Dealing with Debating

imagesAs moms we get so excited over our child’s first words and then their first sentences. But it is not too terribly long before they use their new-found powers to communicate against us with proclamations of “No” and challenges of our requests and announcements of their own ideas. At age three, I remember my oldest always stating, “Well, I have a better idea!”

Being a good listener is critical for all parents, but engaging in a childish debate with our children weakens the parent child relationship by putting us on their level. Since they cannot reason like an adult, no matter how intelligent they sound, we cannot wow them with our adult logic. It doesn’t make sense to them.
So here are a few life-lines for escaping their debate traps:
1. Show them that you have heard them, but keep your authority.
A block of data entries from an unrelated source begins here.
//! Error types for matrix construction, transforms and scoring.

use thiserror::Error;

use crate::dispatch::Discrepancy;

/// Errors that can occur while building matrices or scoring pairs.
#[derive(Debug, Error)]
pub enum AffinityError {
    /// Matrix with no rows or no columns.
    #[error("adjacency matrix is empty: {nrows}x{ncols}")]
    EmptyMatrix { nrows: usize, ncols: usize },

    /// Dense input rows of differing length.
    #[error("ragged rows: row {row} has {actual} entries, expected {expected}")]
    RaggedRows {
        row: usize,
        expected: usize,
        actual: usize,
    },

    /// Negative or non-finite adjacency entry.
    #[error("invalid entry at ({row}, {col}): {value}")]
    InvalidEntry { row: usize, col: usize, value: f64 },

    /// Length or shape of an auxiliary input does not match the matrix.
    #[error("dimension mismatch for {what}: expected {expected}, actual {actual}")]
    DimensionMismatch {
        what: &'static str,
        expected: usize,
        actual: usize,
    },

    /// Popularity value outside [0, 1] or non-finite.
    #[error("invalid popularity at affiliation {index}: {value}")]
    InvalidPopularity { index: usize, value: f64 },

    /// Input for which the metric has no safe substitution.
    #[error("{method}: degenerate input at affiliation {index} (value {value})")]
    DegenerateInput {
        method: &'static str,
        index: usize,
        value: f64,
    },

    /// Transform that cannot be applied to this representation.
    #[error("{method}: unsupported representation: {reason}")]
    RepresentationMismatch {
        method: &'static str,
        reason: String,
    },

    /// Pair index outside the item range.
    #[error("pair ({a}, {b}) out of range for {n} items")]
    PairOutOfRange { a: usize, b: usize, n: usize },

    /// Required configuration value not supplied.
    #[error("missing parameter: {0}")]
    MissingParameter(&'static str),

    /// Method name not recognised.
    #[error("unknown scoring method: {0}")]
    UnknownMethod(String),

    /// Parameter outside its valid range.
    #[error("invalid parameter: {0}")]
    InvalidParameter(String),

    /// Two implementations of one method disagree beyond tolerance.
    #[error("implementations disagree: {0}")]
    ImplementationMismatch(Box<Discrepancy>),

    /// Failure reported by the dense matrix backend.
    #[error("matrix backend error: {0}")]
    Matrix(String),
}

impl AffinityError {
    pub fn dimension_mismatch(what: &'static str, expected: usize, actual: usize) -> Self {
        Self::DimensionMismatch {
            what,
            expected,
            actual,
        }
    }

    pub fn degenerate(method: &'static str, index: usize, value: f64) -> Self {
        Self::DegenerateInput {
            method,
            index,
            value,
        }
    }
}

pub type Result<T> = std::result::Result<T, AffinityError>;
“I understand you don’t want to wear that to church. That makes sense that you want to wear sweat pants because they are more comfortable. The problem is that dressing up is a sign of respect to God, so today you need to wear the dress pants. You don’t have to like it though, and when you get home you can change right away.” Carry pantless child to car if necessary with dress pants in hand.
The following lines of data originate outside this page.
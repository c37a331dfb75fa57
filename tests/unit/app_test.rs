//! Unit tests for the app core: context wiring and runtime message routing.

use std::time::{Duration, Instant};

use serde_json::json;
use tempfile::TempDir;

use typeset::app::App;
use typeset::services::editor_form::Control;
use typeset::services::settings_store::SettingsStoreTrait;
use typeset::services::config_engine::{ConfigEngine, ConfigEngineTrait};
use typeset::types::errors::AppError;
use typeset::types::message::{ContextKind, Message, Response};
use typeset::types::settings::{GlobalSettings, SessionFlag, StyleTuple, ThemeMode};
use typeset::types::storage::{KeySelector, StorageArea};

fn app() -> App {
    App::in_memory().expect("in-memory app")
}

fn config_at(dir: &TempDir) -> ConfigEngine {
    let mut engine = ConfigEngine::new(Some(
        dir.path().join("config.json").to_string_lossy().to_string(),
    ));
    let db_path = dir.path().join("typeset.db").to_string_lossy().to_string();
    engine
        .set_value("storage.database_path", json!(db_path))
        .unwrap();
    engine
}

// ─── Startup ───

#[test]
fn test_startup_seeds_globals() {
    let a = app();
    let all = a.store.get(StorageArea::Local, KeySelector::All).unwrap();
    assert_eq!(all, GlobalSettings::default().to_map());
}

#[test]
fn test_startup_keeps_existing_globals() {
    let dir = TempDir::new().unwrap();
    {
        let mut a = App::new(config_at(&dir)).unwrap();
        let id = a.open_tab("https://example.com/").unwrap();
        a.open_popup(&id).unwrap();
        a.popup_set_language("fa").unwrap();
        a.popup_edit(Control::FontSize, "20").unwrap();
        a.store
            .set_session_flag("example.com", SessionFlag { csp_blocked: true })
            .unwrap();
    }
    let a = App::new(config_at(&dir)).unwrap();
    let globals = a.store.get_globals().unwrap();
    assert_eq!(globals.extension_language, "fa");
    assert_eq!(globals.theme, ThemeMode::System);
    assert_eq!(
        a.store.get_site("example.com").unwrap().unwrap().style.font_size,
        Some(20.0)
    );
    assert_eq!(a.store.session_flag("example.com").unwrap(), None);
}

// ─── Tabs ───

#[test]
fn test_popup_edit_reaches_every_tab_of_host() {
    let mut a = app();
    let first = a.open_tab("https://example.com/1").unwrap();
    let second = a.open_tab("https://example.com/2").unwrap();
    a.open_popup(&first).unwrap();
    let tuple = a.popup_edit(Control::Font, "Vazirmatn").unwrap();

    assert_eq!(a.injector(&first).unwrap().applied(), Some(&tuple));
    assert_eq!(a.injector(&second).unwrap().applied(), Some(&tuple));
}

#[test]
fn test_navigation_restyles_from_store() {
    let mut a = app();
    let id = a.open_tab("https://example.com/").unwrap();
    a.open_popup(&id).unwrap();
    let tuple = a.popup_edit(Control::LineHeight, "2").unwrap();

    a.navigate(&id, "https://other.org/").unwrap();
    assert!(a.popup.is_none());
    assert_eq!(a.injector(&id).unwrap().applied(), None);

    a.navigate(&id, "https://example.com/again").unwrap();
    assert_eq!(a.injector(&id).unwrap().applied(), Some(&tuple));
}

#[test]
fn test_closing_popup_tab_closes_popup() {
    let mut a = app();
    let id = a.open_tab("https://example.com/").unwrap();
    a.open_popup(&id).unwrap();
    a.close_tab(&id).unwrap();
    assert!(a.popup.is_none());
    assert!(matches!(
        a.popup_edit(Control::Font, "Inter"),
        Err(AppError::NotOpen(_))
    ));
}

#[test]
fn test_tick_reapplies_after_page_changes() {
    let mut a = app();
    let id = a.open_tab("https://example.com/").unwrap();
    a.open_popup(&id).unwrap();
    a.popup_edit(Control::Direction, "rtl").unwrap();

    let doc = a.document_mut(&id).unwrap();
    let body = doc.body();
    let host = doc.append_element(body, "x-card");
    doc.attach_shadow(host);

    let t0 = Instant::now();
    a.tick(t0);
    a.tick(t0 + Duration::from_millis(300));
    let doc = a.document(&id).unwrap();
    assert_eq!(doc.get_attribute(host, "dir"), Some("rtl"));
    assert_eq!(a.injector(&id).unwrap().reapply_count(), 1);
}

#[test]
fn test_blocked_font_warns_popup() {
    let mut a = app();
    let id = a.open_tab("https://example.com/").unwrap();
    a.open_popup(&id).unwrap();
    a.popup_edit(Control::Font, "Vazirmatn").unwrap();
    assert!(a.complete_font_load(&id, false).unwrap());
    assert!(a.popup.as_ref().unwrap().csp_warning());
}

// ─── Routing ───

#[test]
fn test_theme_change_reaches_manager() {
    let mut a = app();
    let id = a.open_tab("https://example.com/").unwrap();
    a.open_popup(&id).unwrap();
    a.open_settings_manager().unwrap();

    let responses = a.popup_set_theme(ThemeMode::Dark).unwrap();
    assert!(responses.is_empty());
    let manager = a.settings_manager.as_ref().unwrap();
    assert_eq!(manager.globals().theme, ThemeMode::Dark);
    assert_eq!(a.popup.as_ref().unwrap().theme(), ThemeMode::Dark);
}

#[test]
fn test_import_reloads_popup_and_replies() {
    let mut a = app();
    let id = a.open_tab("https://example.com/").unwrap();
    a.open_popup(&id).unwrap();
    a.open_settings_manager().unwrap();

    let backup = json!({"example.com": {"font": "Rubik", "fontSize": 17}}).to_string();
    let (count, responses) = a.manager_import(&backup).unwrap();

    assert_eq!(count, 1);
    assert_eq!(responses, vec![Response::ok()]);
    let popup = a.popup.as_ref().unwrap();
    assert_eq!(popup.form().value(Control::Font), "Rubik");
    assert_eq!(popup.form().value(Control::FontSize), "17");
    assert_eq!(a.injector(&id).unwrap().applied().unwrap().font, "Rubik");
}

#[test]
fn test_popup_edit_refreshes_manager_list() {
    let mut a = app();
    let id = a.open_tab("https://example.com/").unwrap();
    a.open_settings_manager().unwrap();
    a.open_popup(&id).unwrap();
    a.popup_edit(Control::WordSpacing, "3").unwrap();

    let manager = a.settings_manager.as_ref().unwrap();
    assert_eq!(manager.site("example.com").unwrap().style.word_spacing, Some(3.0));
}

#[test]
fn test_manager_remove_clears_popup_and_page() {
    let mut a = app();
    let id = a.open_tab("https://example.com/").unwrap();
    a.open_popup(&id).unwrap();
    a.popup_edit(Control::FontSize, "21").unwrap();
    a.open_settings_manager().unwrap();

    a.manager_remove("example.com").unwrap();
    assert!(a.settings_manager.as_ref().unwrap().sites().is_empty());
    assert_eq!(a.popup.as_ref().unwrap().form().value(Control::FontSize), "");
    assert_eq!(a.injector(&id).unwrap().applied(), None);
}

#[test]
fn test_manager_edit_styles_open_tab() {
    let mut a = app();
    let id = a.open_tab("https://blog.example.net/post").unwrap();
    a.open_settings_manager().unwrap();
    let tuple = a
        .manager_edit("blog.example.net", Control::LetterSpacing, "1.25")
        .unwrap();
    assert_eq!(tuple.letter_spacing, Some(1.25));
    assert_eq!(a.injector(&id).unwrap().applied(), Some(&tuple));
}

#[test]
fn test_page_commands_are_not_broadcast() {
    let mut a = app();
    let id = a.open_tab("https://example.com/").unwrap();
    let responses = a.send_message(
        ContextKind::Popup,
        Message::ApplyStyles(StyleTuple {
            font_size: Some(40.0),
            ..Default::default()
        }),
    );
    assert!(responses.is_empty());
    assert_eq!(a.injector(&id).unwrap().applied(), None);
}

#[test]
fn test_sender_does_not_hear_itself() {
    let mut a = app();
    a.open_settings_manager().unwrap();
    // Only the dispatcher answers the import notification; the manager sent it.
    let responses = a.send_message(ContextKind::SettingsManager, Message::SettingsImportedSuccessfully);
    assert_eq!(responses, vec![Response::ok()]);

    let responses = a.send_message(ContextKind::Dispatcher, Message::SettingsImportedSuccessfully);
    assert!(responses.is_empty());
}

#[test]
fn test_closed_editors_report_not_open() {
    let mut a = app();
    assert!(matches!(a.manager_export(), Err(AppError::NotOpen(_))));
    assert!(matches!(a.popup_reset(), Err(AppError::NotOpen(_))));
    assert_eq!(
        AppError::NotOpen("popup".into()).to_string(),
        "popup is not open"
    );
}

#[test]
fn test_reset_all_unstyles_pages() {
    let mut a = app();
    let id = a.open_tab("https://example.com/").unwrap();
    a.open_popup(&id).unwrap();
    a.popup_edit(Control::Font, "Inter").unwrap();
    a.open_settings_manager().unwrap();
    a.manager_reset_all().unwrap();

    assert_eq!(a.injector(&id).unwrap().applied(), None);
    assert_eq!(
        a.store.get(StorageArea::Local, KeySelector::All).unwrap(),
        GlobalSettings::default().to_map()
    );
}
2. “I love you too much to argue about that with you.” Multiple uses for this one. If they don’t seem to love YOU this much, tell them that you will write down their point and talk about it later with Dad. Writing down their disagreement helps them feel heard. But then STOP engaging.

3. Why why why …WHY?
“Because Mom and Dad are in charge” is a legitimate response. Also, “I have already told you why, so if that is still confusing to you, I will need to explain this more when you are a little bit older so you will understand it better.”
4. Remember what you DO have control over because it is often NOT your child. You can’t make them eat, or poop, or stop crying, or sleep… But you can refuse to enter into their drama and remain in control over the situation as a whole.
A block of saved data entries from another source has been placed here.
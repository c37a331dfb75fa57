use serde::{Deserialize, Serialize};

/// Host process configuration, persisted as `config.json`.
#[derive(Debug, Clone, Serialize, Deserialize, PartialEq, Default)]
#[serde(default)]
pub struct HostConfig {
    pub storage: StorageConfig,
    pub page: PageConfig,
    pub runtime: RuntimeConfig,
    pub logging: LoggingConfig,
}

#[derive(Debug, Clone, Serialize, Deserialize, PartialEq, Default)]
#[serde(default)]
pub struct StorageConfig {
    /// SQLite file; `None` means `typeset.db` in the platform data dir.
    pub database_path: Option<String>,
}

#[derive(Debug, Clone, Serialize, Deserialize, PartialEq)]
#[serde(default)]
pub struct PageConfig {
    /// Quiet period before styles are re-applied after page mutations.
    pub mutation_debounce_ms: u64,
}

impl Default for PageConfig {
    fn default() -> Self {
        Self {
            mutation_debounce_ms: 300,
        }
    }
}

#[derive(Debug, Clone, Serialize, Deserialize, PartialEq)]
#[serde(default)]
pub struct RuntimeConfig {
    /// Period of the event pump in the RPC host.
    pub tick_interval_ms: u64,
}

impl Default for RuntimeConfig {
    fn default() -> Self {
        Self {
            tick_interval_ms: 50,
        }
    }
}

#[derive(Debug, Clone, Serialize, Deserialize, PartialEq, Default)]
#[serde(default)]
pub struct LoggingConfig {
    pub debug: bool,
}
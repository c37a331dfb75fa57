use serde::{Deserialize, Deserializer, Serialize, Serializer};
use serde_json::{Map, Value};

/// Store key holding the editor colour scheme.
pub const THEME_KEY: &str = "theme";
/// Store key holding the font used by the editor UIs themselves.
pub const UI_FONT_KEY: &str = "uiFont";
/// Store key holding the editor UI language.
pub const LANGUAGE_KEY: &str = "extensionLanguage";
/// Reserved name of the backup artifact. Never written during normal operation.
pub const BACKUP_KEY: &str = "allSettingsBackup";

/// The three global keys, in export order.
pub const GLOBAL_KEYS: [&str; 3] = [THEME_KEY, UI_FONT_KEY, LANGUAGE_KEY];

pub const DEFAULT_UI_FONT: &str = "Vazirmatn";
pub const DEFAULT_LANGUAGE: &str = "en";

/// Returns true when `key` names a site record rather than a global key.
pub fn is_site_key(key: &str) -> bool {
    !GLOBAL_KEYS.contains(&key) && key != BACKUP_KEY && key.contains('.')
}

/// Forced text direction for a page.
#[derive(Debug, Clone, Copy, PartialEq, Eq, Default, Hash)]
pub enum Direction {
    #[default]
    Default,
    Rtl,
    Ltr,
}

impl Direction {
    pub fn as_str(&self) -> &'static str {
        match self {
            Direction::Default => "",
            Direction::Rtl => "rtl",
            Direction::Ltr => "ltr",
        }
    }

    /// Parses a stored direction; anything unrecognised means "page default".
    pub fn parse(s: &str) -> Self {
        match s.trim().to_ascii_lowercase().as_str() {
            "rtl" => Direction::Rtl,
            "ltr" => Direction::Ltr,
            _ => Direction::Default,
        }
    }

    /// The `text-align` value forced alongside this direction.
    pub fn text_align(&self) -> Option<&'static str> {
        match self {
            Direction::Default => None,
            Direction::Rtl => Some("right"),
            Direction::Ltr => Some("left"),
        }
    }
}

impl Serialize for Direction {
    fn serialize<S: Serializer>(&self, serializer: S) -> Result<S::Ok, S::Error> {
        serializer.serialize_str(self.as_str())
    }
}

impl<'de> Deserialize<'de> for Direction {
    fn deserialize<D: Deserializer<'de>>(deserializer: D) -> Result<Self, D::Error> {
        let value = Value::deserialize(deserializer)?;
        Ok(value.as_str().map(Direction::parse).unwrap_or_default())
    }
}

/// Lenient field codecs: stored records are never validated on import, so
/// reading must tolerate whatever shape ended up in the store.
mod lenient {
    use super::*;

    pub fn string<'de, D: Deserializer<'de>>(deserializer: D) -> Result<String, D::Error> {
        let value = Value::deserialize(deserializer)?;
        Ok(match value {
            Value::String(s) => s,
            Value::Number(n) => n.to_string(),
            _ => String::new(),
        })
    }

    pub fn number<'de, D: Deserializer<'de>>(deserializer: D) -> Result<Option<f64>, D::Error> {
        let value = Value::deserialize(deserializer)?;
        Ok(match value {
            Value::Number(n) => n.as_f64().filter(|v| v.is_finite()),
            Value::String(s) => s.trim().parse::<f64>().ok().filter(|v| v.is_finite()),
            _ => None,
        })
    }

    /// Empty numbers are written as `""`; integral values without a fraction.
    pub fn serialize_number<S: Serializer>(
        value: &Option<f64>,
        serializer: S,
    ) -> Result<S::Ok, S::Error> {
        match value {
            None => serializer.serialize_str(""),
            Some(v) if v.fract() == 0.0 && v.abs() < i64::MAX as f64 => {
                serializer.serialize_i64(*v as i64)
            }
            Some(v) => serializer.serialize_f64(*v),
        }
    }
}

/// The seven overrides applied to one page.
#[derive(Debug, Clone, PartialEq, Default, Serialize, Deserialize)]
#[serde(rename_all = "camelCase")]
pub struct StyleTuple {
    #[serde(default, deserialize_with = "lenient::string")]
    pub font: String,
    #[serde(default)]
    pub direction: Direction,
    #[serde(
        default,
        deserialize_with = "lenient::number",
        serialize_with = "lenient::serialize_number"
    )]
    pub font_size: Option<f64>,
    #[serde(
        default,
        deserialize_with = "lenient::number",
        serialize_with = "lenient::serialize_number"
    )]
    pub line_height: Option<f64>,
    #[serde(default, deserialize_with = "lenient::string")]
    pub font_weight: String,
    #[serde(
        default,
        deserialize_with = "lenient::number",
        serialize_with = "lenient::serialize_number"
    )]
    pub letter_spacing: Option<f64>,
    #[serde(
        default,
        deserialize_with = "lenient::number",
        serialize_with = "lenient::serialize_number"
    )]
    pub word_spacing: Option<f64>,
}

impl StyleTuple {
    /// An all-empty tuple means "no override".
    pub fn is_empty(&self) -> bool {
        self.font.trim().is_empty()
            && self.direction == Direction::Default
            && self.font_size.is_none()
            && self.line_height.is_none()
            && self.font_weight.trim().is_empty()
            && self.letter_spacing.is_none()
            && self.word_spacing.is_none()
    }

    /// Reads a tuple out of an arbitrary JSON value, defaulting on any shape mismatch.
    pub fn from_value(value: &Value) -> Self {
        serde_json::from_value(value.clone()).unwrap_or_default()
    }
}

/// Persisted override settings for one hostname.
#[derive(Debug, Clone, PartialEq, Default, Serialize, Deserialize)]
pub struct SiteSettings {
    #[serde(default, deserialize_with = "lenient::string")]
    pub host: String,
    #[serde(flatten)]
    pub style: StyleTuple,
}

impl SiteSettings {
    pub fn new(host: &str, style: StyleTuple) -> Self {
        Self {
            host: host.to_string(),
            style,
        }
    }

    pub fn is_empty(&self) -> bool {
        self.style.is_empty()
    }

    /// Reads a record out of a stored value. Non-object values read as empty.
    pub fn from_value(value: &Value) -> Self {
        serde_json::from_value(value.clone()).unwrap_or_default()
    }

    pub fn to_value(&self) -> Value {
        serde_json::to_value(self).unwrap_or(Value::Null)
    }
}

/// Editor colour scheme.
#[derive(Debug, Clone, Copy, PartialEq, Eq, Default)]
pub enum ThemeMode {
    #[default]
    System,
    Light,
    Dark,
}

impl ThemeMode {
    pub fn as_str(&self) -> &'static str {
        match self {
            ThemeMode::System => "system",
            ThemeMode::Light => "light",
            ThemeMode::Dark => "dark",
        }
    }

    pub fn parse(s: &str) -> Self {
        match s.trim().to_ascii_lowercase().as_str() {
            "light" => ThemeMode::Light,
            "dark" => ThemeMode::Dark,
            _ => ThemeMode::System,
        }
    }
}

impl Serialize for ThemeMode {
    fn serialize<S: Serializer>(&self, serializer: S) -> Result<S::Ok, S::Error> {
        serializer.serialize_str(self.as_str())
    }
}

impl<'de> Deserialize<'de> for ThemeMode {
    fn deserialize<D: Deserializer<'de>>(deserializer: D) -> Result<Self, D::Error> {
        let value = Value::deserialize(deserializer)?;
        Ok(value.as_str().map(ThemeMode::parse).unwrap_or_default())
    }
}

/// Singleton settings that are not keyed by hostname.
#[derive(Debug, Clone, PartialEq)]
pub struct GlobalSettings {
    pub theme: ThemeMode,
    pub ui_font: String,
    pub extension_language: String,
}

impl Default for GlobalSettings {
    fn default() -> Self {
        Self {
            theme: ThemeMode::System,
            ui_font: DEFAULT_UI_FONT.to_string(),
            extension_language: DEFAULT_LANGUAGE.to_string(),
        }
    }
}

impl GlobalSettings {
    /// Builds globals from a store snapshot, filling gaps with defaults.
    pub fn from_map(map: &Map<String, Value>) -> Self {
        let defaults = Self::default();
        let non_empty = |key: &str| {
            map.get(key)
                .and_then(|v| v.as_str())
                .filter(|s| !s.trim().is_empty())
                .map(str::to_string)
        };
        Self {
            theme: map
                .get(THEME_KEY)
                .and_then(|v| v.as_str())
                .map(ThemeMode::parse)
                .unwrap_or(defaults.theme),
            ui_font: non_empty(UI_FONT_KEY).unwrap_or(defaults.ui_font),
            extension_language: non_empty(LANGUAGE_KEY).unwrap_or(defaults.extension_language),
        }
    }

    /// The three global keys as store entries.
    pub fn to_map(&self) -> Map<String, Value> {
        let mut map = Map::new();
        map.insert(THEME_KEY.to_string(), Value::String(self.theme.as_str().to_string()));
        map.insert(UI_FONT_KEY.to_string(), Value::String(self.ui_font.clone()));
        map.insert(
            LANGUAGE_KEY.to_string(),
            Value::String(self.extension_language.clone()),
        );
        map
    }
}

/// Ephemeral per-host marker kept in the session area.
#[derive(Debug, Clone, Copy, PartialEq, Default, Serialize, Deserialize)]
#[serde(rename_all = "camelCase")]
pub struct SessionFlag {
    #[serde(default)]
    pub csp_blocked: bool,
}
“I know that you aren’t tired and you don’t have to go to sleep, but you do need to stay on your bed right now.”
“You don’t have to eat that, but I will continue to serve that each night until you have tried it. And not trying something means no dessert.”
“You don’t have to stop crying, but I am going to time how long you cry each day, and if it is more than _______minutes, then I bet you are getting too much sugar (not enough sleep)and we will need to make adjustments to help you get your emotions back under your control.
5. Often times the verbal debates are increased because a child feels powerless or needs attention from you. (Even negative attention is more of a reinforcement for a behavior than no attention. ) Set aside predictable time to connect with “the Debator” each day. Build them up. Give them control over certain areas of their life. Teach them who God designed them to be and how much you love exactly how God made them.